Kernel development
Brief items
Kernel release status
The current 2.6 development kernel is 2.6.25-rc7, released on March 25. Says Linus: "The shortlog has more details, but it boils down to some reverts, some docbook fixes, some sparse annotation fixups, a number of trivial patches, and a healthy sprinkling of small fixups. Give it a good testing, because we're hopefully now well on our way towards that eventual real 2.6.25 release!" Said shortlog can be found in the announcement, or see the long-format changelog for the details.
The current stable 2.6 kernel is 2.6.24.4, released on March 24. This release contains a large number of patches for significant problems in the 2.6.24 kernel.
Kernel development news
Quotes of the week
Kernel markers and binary-only modules
Kernel markers are a mechanism which allows developers to put static tracepoints into the kernel. Once placed, these markers can be used by operations staff to trace well-known events in running systems without that staff having to know about kernel code. Solaris provides a long list of static tracepoints for use with Dtrace, but Linux, thus far, has none. That situation should eventually change - static markers were only merged into the mainline in 2.6.24. But, as the developers start to look more seriously at markers, some interesting issues are coming up.
One of those emerged as a result of this
patch from Mathieu Desnoyers which allows proprietary modules to
contain markers. The fact that current kernels do not recognize markers in binary-only
modules is mostly an accident: markers are disabled in modules with any sort
of taint flag set as a way to prevent kernel crashes - a kernel oops being
a rather heavier-weight marker than most people wish to encounter.
Matthieu tightened that test in a way that allows markers in proprietary
modules, saying "let's see how people react
". Needless to
say, he saw.
One might well wonder why the kernel developers, not known for their sympathy toward proprietary modules in general, would want to consider letting those modules include static tracepoints. The core argument here is that static markers allow proprietary modules to export a bit more internal information to the kernel, and to their users. It is seen as a sort of (very) small opening up on the part of the proprietary module writer. Mathieu says:
The idea is that, by placing these tracepoints, module authors can help others learn more about what's going on inside the module and help people track down problems. The result should be a more stable kernel which - whether proprietary modules have been loaded or not - is generally considered to be a good thing.

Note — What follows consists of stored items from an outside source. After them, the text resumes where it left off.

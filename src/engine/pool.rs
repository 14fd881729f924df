//! Concurrent evaluation of positions.

use super::types::Evaluator;
use crate::error::ConfigError;
use crate::pareto::Candidate;
use rayon::prelude::*;
use rayon::ThreadPool;

/// How positions are evaluated.
pub(crate) enum EvaluationPool {
    Sequential,
    /// Rayon's global pool.
    Global,
    /// A dedicated pool with a fixed number of workers.
    Bounded(ThreadPool),
}

impl EvaluationPool {
    pub(crate) fn new(parallel: bool, workers: Option<usize>) -> Result<Self, ConfigError> {
        if !parallel {
            return Ok(Self::Sequential);
        }
        match workers {
            None => Ok(Self::Global),
            Some(n) => {
                let pool = rayon::ThreadPoolBuilder::new().num_threads(n).build()?;
                Ok(Self::Bounded(pool))
            }
        }
    }

    /// Evaluates every position, preserving order.
    ///
    /// Each task writes only its own output slot.
    pub(crate) fn evaluate<E: Evaluator>(
        &self,
        evaluator: &E,
        positions: Vec<Vec<f64>>,
    ) -> Vec<Candidate> {
        let eval = |position: Vec<f64>| {
            let evaluation = evaluator.evaluate(&position);
            Candidate::new(position, evaluation)
        };

        match self {
            Self::Sequential => positions.into_iter().map(eval).collect(),
            Self::Global => positions.into_par_iter().map(eval).collect(),
            Self::Bounded(pool) => pool.install(|| positions.into_par_iter().map(eval).collect()),
        }
    }
}

#[cfg(test)]
mod tests {
    use super::*;
    use crate::pareto::Evaluation;

    struct Square;

    impl Evaluator for Square {
        type Report = ();
        fn dimension(&self) -> usize {
            1
        }
        fn lower_bound(&self) -> &[f64] {
            &[-1.0]
        }
        fn upper_bound(&self) -> &[f64] {
            &[1.0]
        }
        fn number_of_objectives(&self) -> usize {
            2
        }
        fn evaluate(&self, x: &[f64]) -> Evaluation {
            Evaluation::from_objectives(vec![x[0] * x[0], (x[0] - 1.0).powi(2)])
        }
        fn decode_for_reporting(&self, _x: &[f64]) {}
    }

    #[test]
    fn test_all_modes_agree() {
        let positions: Vec<Vec<f64>> = (0..50).map(|i| vec![i as f64 / 50.0]).collect();
        let sequential = EvaluationPool::new(false, None)
            .unwrap()
            .evaluate(&Square, positions.clone());
        let global = EvaluationPool::new(true, None)
            .unwrap()
            .evaluate(&Square, positions.clone());
        let bounded = EvaluationPool::new(true, Some(2))
            .unwrap()
            .evaluate(&Square, positions.clone());

        assert_eq!(sequential, global);
        assert_eq!(sequential, bounded);
        for (c, p) in sequential.iter().zip(&positions) {
            assert_eq!(&c.position, p);
        }
    }
}
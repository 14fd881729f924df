//! MOPSO configuration.

use crate::engine::EngineConfig;
use crate::error::ConfigError;
use crate::pareto::{ArchiveConfig, Truncation};

/// Configuration for multi-objective particle swarm optimization.
///
/// # Defaults
///
/// ```
/// use u_pareto::mopso::MopsoConfig;
///
/// let config = MopsoConfig::default();
/// assert_eq!(config.inertia, 0.4);
/// assert_eq!(config.cognitive, 2.0);
/// assert_eq!(config.social, 2.0);
/// assert_eq!(config.engine.archive.divisions, 20);
/// ```
#[derive(Debug, Clone, PartialEq)]
#[cfg_attr(feature = "serde", derive(serde::Serialize, serde::Deserialize))]
pub struct MopsoConfig {
    /// Population, budget, archive and runtime settings.
    pub engine: EngineConfig,

    /// Inertia weight `w`.
    pub inertia: f64,

    /// Personal-best acceleration `c1`.
    pub cognitive: f64,

    /// Leader acceleration `c2`.
    pub social: f64,

    /// Velocity limit as a percentage of each coordinate's range.
    pub max_velocity: f64,

    /// Fraction of the second swarm third re-sampled each generation.
    pub mutation_rate: f64,
}

impl Default for MopsoConfig {
    fn default() -> Self {
        let archive = ArchiveConfig::default()
            .with_divisions(20)
            .with_padding(0.0)
            .with_leader_pressure(1.0)
            .with_truncation(Truncation::Decd);
        Self {
            engine: EngineConfig::default()
                .with_max_generations(300)
                .with_archive(archive),
            inertia: 0.4,
            cognitive: 2.0,
            social: 2.0,
            max_velocity: 5.0,
            mutation_rate: 0.5,
        }
    }
}

impl MopsoConfig {
    /// Replaces the engine settings.
    pub fn with_engine(mut self, engine: EngineConfig) -> Self {
        self.engine = engine;
        self
    }

    /// Sets the swarm size.
    pub fn with_population_size(mut self, n: usize) -> Self {
        self.engine.population_size = n;
        self
    }

    /// Sets the generation budget.
    pub fn with_max_generations(mut self, n: usize) -> Self {
        self.engine.max_generations = n;
        self
    }

    /// Sets the archive capacity.
    pub fn with_archive_capacity(mut self, capacity: usize) -> Self {
        self.engine.archive.capacity = capacity;
        self
    }

    /// Sets the archive truncation policy.
    pub fn with_truncation(mut self, truncation: Truncation) -> Self {
        self.engine.archive.truncation = truncation;
        self
    }

    /// Sets `w`, `c1` and `c2`.
    pub fn with_coefficients(mut self, inertia: f64, cognitive: f64, social: f64) -> Self {
        self.inertia = inertia;
        self.cognitive = cognitive;
        self.social = social;
        self
    }

    /// Sets the velocity limit (percent of range).
    pub fn with_max_velocity(mut self, percent: f64) -> Self {
        self.max_velocity = percent;
        self
    }

    /// Sets the mutation rate.
    pub fn with_mutation_rate(mut self, rate: f64) -> Self {
        self.mutation_rate = rate.clamp(0.0, 1.0);
        self
    }

    /// Sets the random seed.
    pub fn with_seed(mut self, seed: u64) -> Self {
        self.engine.seed = Some(seed);
        self
    }

    /// Validates the configuration.
    pub fn validate(&self) -> Result<(), ConfigError> {
        for (name, value) in [
            ("inertia", self.inertia),
            ("cognitive", self.cognitive),
            ("social", self.social),
        ] {
            if !value.is_finite() || value < 0.0 {
                return Err(ConfigError::invalid(name, "must be finite and non-negative"));
            }
        }
        if !self.max_velocity.is_finite() || self.max_velocity <= 0.0 {
            return Err(ConfigError::invalid("max_velocity", "must be finite and positive"));
        }
        if !(0.0..=1.0).contains(&self.mutation_rate) {
            return Err(ConfigError::invalid("mutation_rate", "must lie in [0, 1]"));
        }
        self.engine.validate()
    }
}
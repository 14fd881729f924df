//! Multi-Objective Particle Swarm Optimization (MOPSO).
//!
//! Particles fly toward their personal best and an archive leader drawn
//! from sparse hypercube cells. Part of the swarm is re-sampled every
//! generation, at a rate that decays over the run.
//!
//! # References
//!
//! - Coello Coello, Pulido & Lechuga (2004), "Handling Multiple Objectives
//!   With Particle Swarm Optimization"

mod config;
mod runner;

pub use config::MopsoConfig;
pub use runner::{thirds, MopsoOperator, MopsoRunner, NAME};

On the other hand, there's no shortage of developers who are opposed to extending any sort of helping hand to binary module authors. Giving those modules more access to Linux kernel internals, it is argued, only leads to trouble. Ingo Molnar put it this way:
Ingo also worries that allowing binary modules to use markers will serve to make the marker API that much harder to change in the future. Since that API is quite young, chances are good that changes will happen. As much as the kernel developers profess not to care about binary-only modules, the fact of the matter is that there are good reasons to avoid breaking those modules. The testing community certainly gets smaller when testers cannot load the modules they need to make their systems work in the manner to which they have become accustomed. So it is possible that allowing proprietary modules to use markers could make the marker API harder to fix in future kernel releases.
The grumbles have been loud enough that Matthieu's patch will probably not be merged for 2.6.25. The idea is likely to come back again, but not necessarily right away: the marker feature may have been merged in 2.6.24, but it would appear that 2.6.25 will be released with no actual markers defined in the source. It's not clear that binary-only module authors are pushing to add tracepoints when none of the other developers are doing so. Until somebody starts actually using static markers, debates on where they can be used will continue to be of an academic nature.
Predictive ELF bitmaps
When the kernel executes a program, it must retrieve the code from disk, which it normally does by demand paging it in as required by the execution path. If the kernel could somehow know which pages would be needed, it could page them in more efficiently. Andi Kleen has posted an experimental set of patches that do just that.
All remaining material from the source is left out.